Silent Jenny c'est 5 ans d'attente pour une centaine de page de plus et donc 10 euros de plus également pour dire la même chose que précédemment mais deux fois moins bien, à savoir que la vie humaine est quand même une belle saloperie ( avec le sourire je vous pris ). Mais c'est aussi 100 pages de chouettes dessins en plus et un travail de la couleur absolument somptueux, tout simplement.

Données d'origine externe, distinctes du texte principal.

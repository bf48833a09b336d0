//! File-based storage backend for persistent storage.

use crate::backend::StorageBackend;
use crate::error::{StorageError, StorageResult};
use parking_lot::Mutex;
use std::fs::{File, OpenOptions};
use std::path::{Path, PathBuf};
use std::sync::atomic::{AtomicU64, Ordering};

/// A file-based storage backend.
///
/// This backend provides persistent storage using OS file APIs.
/// Data survives process restarts.
///
/// # Durability
///
/// - `flush()` is a no-op: writes go straight to the OS page cache
/// - `sync()` calls `File::sync_all()` to ensure data is on disk
///
/// # Thread Safety
///
/// Reads use positional I/O and never take the write lock on Unix, so a
/// reader is not blocked behind an in-progress append. Appends and
/// truncation are serialized by an internal mutex.
///
/// # Example
///
/// ```no_run
/// use tidelog_storage::{StorageBackend, FileBackend};
/// use std::path::Path;
///
/// let backend = FileBackend::open(Path::new("data.log")).unwrap();
/// let offset = backend.append(b"persistent data").unwrap();
/// backend.sync().unwrap();  // Ensure data is durable
/// ```
#[derive(Debug)]
pub struct FileBackend {
    path: PathBuf,
    file: File,
    size: AtomicU64,
    write_lock: Mutex<()>,
}

impl FileBackend {
    /// Opens or creates a file backend at the given path.
    ///
    /// If the file exists, it is opened for reading and appending.
    /// If it doesn't exist, a new file is created.
    ///
    /// # Errors
    ///
    /// Returns an error if the file cannot be opened or created.
    pub fn open(path: &Path) -> StorageResult<Self> {
        let file = OpenOptions::new()
            .read(true)
            .write(true)
            .create(true)
            .truncate(false)
            .open(path)?;
        Self::from_file(path, file)
    }

    /// Creates a new, empty file backend.
    ///
    /// Fails if a file (or directory) already exists at `path`.
    ///
    /// # Errors
    ///
    /// Returns an error if the file already exists or cannot be created.
    pub fn create_new(path: &Path) -> StorageResult<Self> {
        let file = OpenOptions::new()
            .read(true)
            .write(true)
            .create_new(true)
            .open(path)?;
        Self::from_file(path, file)
    }

    /// Opens or creates a file backend, creating parent directories if needed.
    ///
    /// # Errors
    ///
    /// Returns an error if directories cannot be created or file cannot be opened.
    pub fn open_with_create_dirs(path: &Path) -> StorageResult<Self> {
        if let Some(parent) = path.parent() {
            std::fs::create_dir_all(parent)?;
        }
        Self::open(path)
    }

    fn from_file(path: &Path, file: File) -> StorageResult<Self> {
        let size = file.metadata()?.len();
        Ok(Self {
            path: path.to_path_buf(),
            file,
            size: AtomicU64::new(size),
            write_lock: Mutex::new(()),
        })
    }

    /// Returns the path to the underlying file.
    #[must_use]
    pub fn path(&self) -> &Path {
        &self.path
    }

    #[cfg(unix)]
    fn read_exact_at(&self, buf: &mut [u8], offset: u64) -> std::io::Result<()> {
        use std::os::unix::fs::FileExt;
        self.file.read_exact_at(buf, offset)
    }

    #[cfg(unix)]
    fn write_all_at(&self, buf: &[u8], offset: u64) -> std::io::Result<()> {
        use std::os::unix::fs::FileExt;
        self.file.write_all_at(buf, offset)
    }

    #[cfg(not(unix))]
    fn read_exact_at(&self, buf: &mut [u8], offset: u64) -> std::io::Result<()> {
        use std::io::{Read, Seek, SeekFrom};
        let _guard = self.write_lock.lock();
        let mut file = &self.file;
        file.seek(SeekFrom::Start(offset))?;
        file.read_exact(buf)
    }

    #[cfg(not(unix))]
    fn write_all_at(&self, buf: &[u8], offset: u64) -> std::io::Result<()> {
        use std::io::{Seek, SeekFrom, Write};
        let mut file = &self.file;
        file.seek(SeekFrom::Start(offset))?;
        file.write_all(buf)
    }
}

impl StorageBackend for FileBackend {
    fn read_at(&self, offset: u64, len: usize) -> StorageResult<Vec<u8>> {
        let size = self.size.load(Ordering::Acquire);
        let end = offset.saturating_add(len as u64);

        if offset > size || end > size {
            return Err(StorageError::ReadPastEnd { offset, len, size });
        }

        if len == 0 {
            return Ok(Vec::new());
        }

        let mut buffer = vec![0u8; len];
        self.read_exact_at(&mut buffer, offset)?;
        Ok(buffer)
    }

    fn append(&self, data: &[u8]) -> StorageResult<u64> {
        #[cfg(unix)]
        let _guard = self.write_lock.lock();

        let offset = self.size.load(Ordering::Acquire);
        if data.is_empty() {
            return Ok(offset);
        }

        #[cfg(not(unix))]
        let _guard = self.write_lock.lock();

        self.write_all_at(data, offset)?;
        self.size.store(offset + data.len() as u64, Ordering::Release);

        Ok(offset)
    }

    fn flush(&self) -> StorageResult<()> {
        Ok(())
    }

    fn size(&self) -> StorageResult<u64> {
        Ok(self.size.load(Ordering::Acquire))
    }

    fn sync(&self) -> StorageResult<()> {
        self.file.sync_all()?;
        Ok(())
    }

    fn truncate(&self, new_size: u64) -> StorageResult<()> {
        let _guard = self.write_lock.lock();
        let size = self.size.load(Ordering::Acquire);

        if new_size > size {
            return Err(StorageError::TruncateBeyondEnd {
                requested: new_size,
                size,
            });
        }

        self.file.set_len(new_size)?;
        self.file.sync_all()?;
        self.size.store(new_size, Ordering::Release);

        Ok(())
    }
}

En creusant un peu on y trouve un univers foisonnant qui fait beaucoup de promesses jamais tenues, de chouettes concepts ( l'infra-monde, les monades, les manges-cailloux ) mais qui ne vont jamais au bout, gangrénés par une foule de dialogues d'expositions et une histoire aux enjeux absents. Histoire qui semble se cacher intégralement derrière des métaphores philosophiques éculées et un discours nihiliste inquiétant. C'est un univers qui a la prétention de se vouloir crédible jusque dans ses bizarreries mais qui s'autorise le luxe de ne pas répondre à une certaine rigueur qu'il s'impose pourtant lui même quand ça l'arrange. C'est enfin beaucoup plus de personnages récurrents qu'autrefois mais pour moitié moins de profondeur et d'attachement, et un demi personnage principal qui n'est là que 50% du temps, mais tant mieux car nous n'en retiendrons qu'une demi-déception. Dommage pour Jenny car il s'agit à l'instar d'un Silicium dans Carbone et Silicium d'un des seuls personnages écrit par l'auteur qui soit au départ un personnage ACTIF, qui se sort les doigts pendant que ses seuls amis lui reproche de ne pas être une paillasse amorphe de compagnie, mais l'auteur décide de la punir pour ça, soit.
Bref.
Impossible de ne pas voir les qualités d'un point vue graphique, et de certaines parties du découpage, de la vision de l'auteur pour ce monde... mais difficile également de fermer les yeux sur un défilée de promesses non tenues et de " demi-parti pris ", tant scénaristique que politique dans son livre pourtant un tier plus long que les précédents. D'aucun pourrait trouver ça " facile " ou " convenu ". La BD rate toute ses occasions de montrer la noirceur et le désespoir, le vrai, mais aussi la lumière qu'inspire ce monde. Elle ne décolle jamais et ne va jamais à fond nul part et peine à toucher, choquer, ou bousculer, comme si un voile gris uniforme la recouvrait dans son entièreté, plat et dénué de nuances et de la moindre étincelle d'émerveillement.
Déception. J'aurais souhaité qu'il en soit autrement.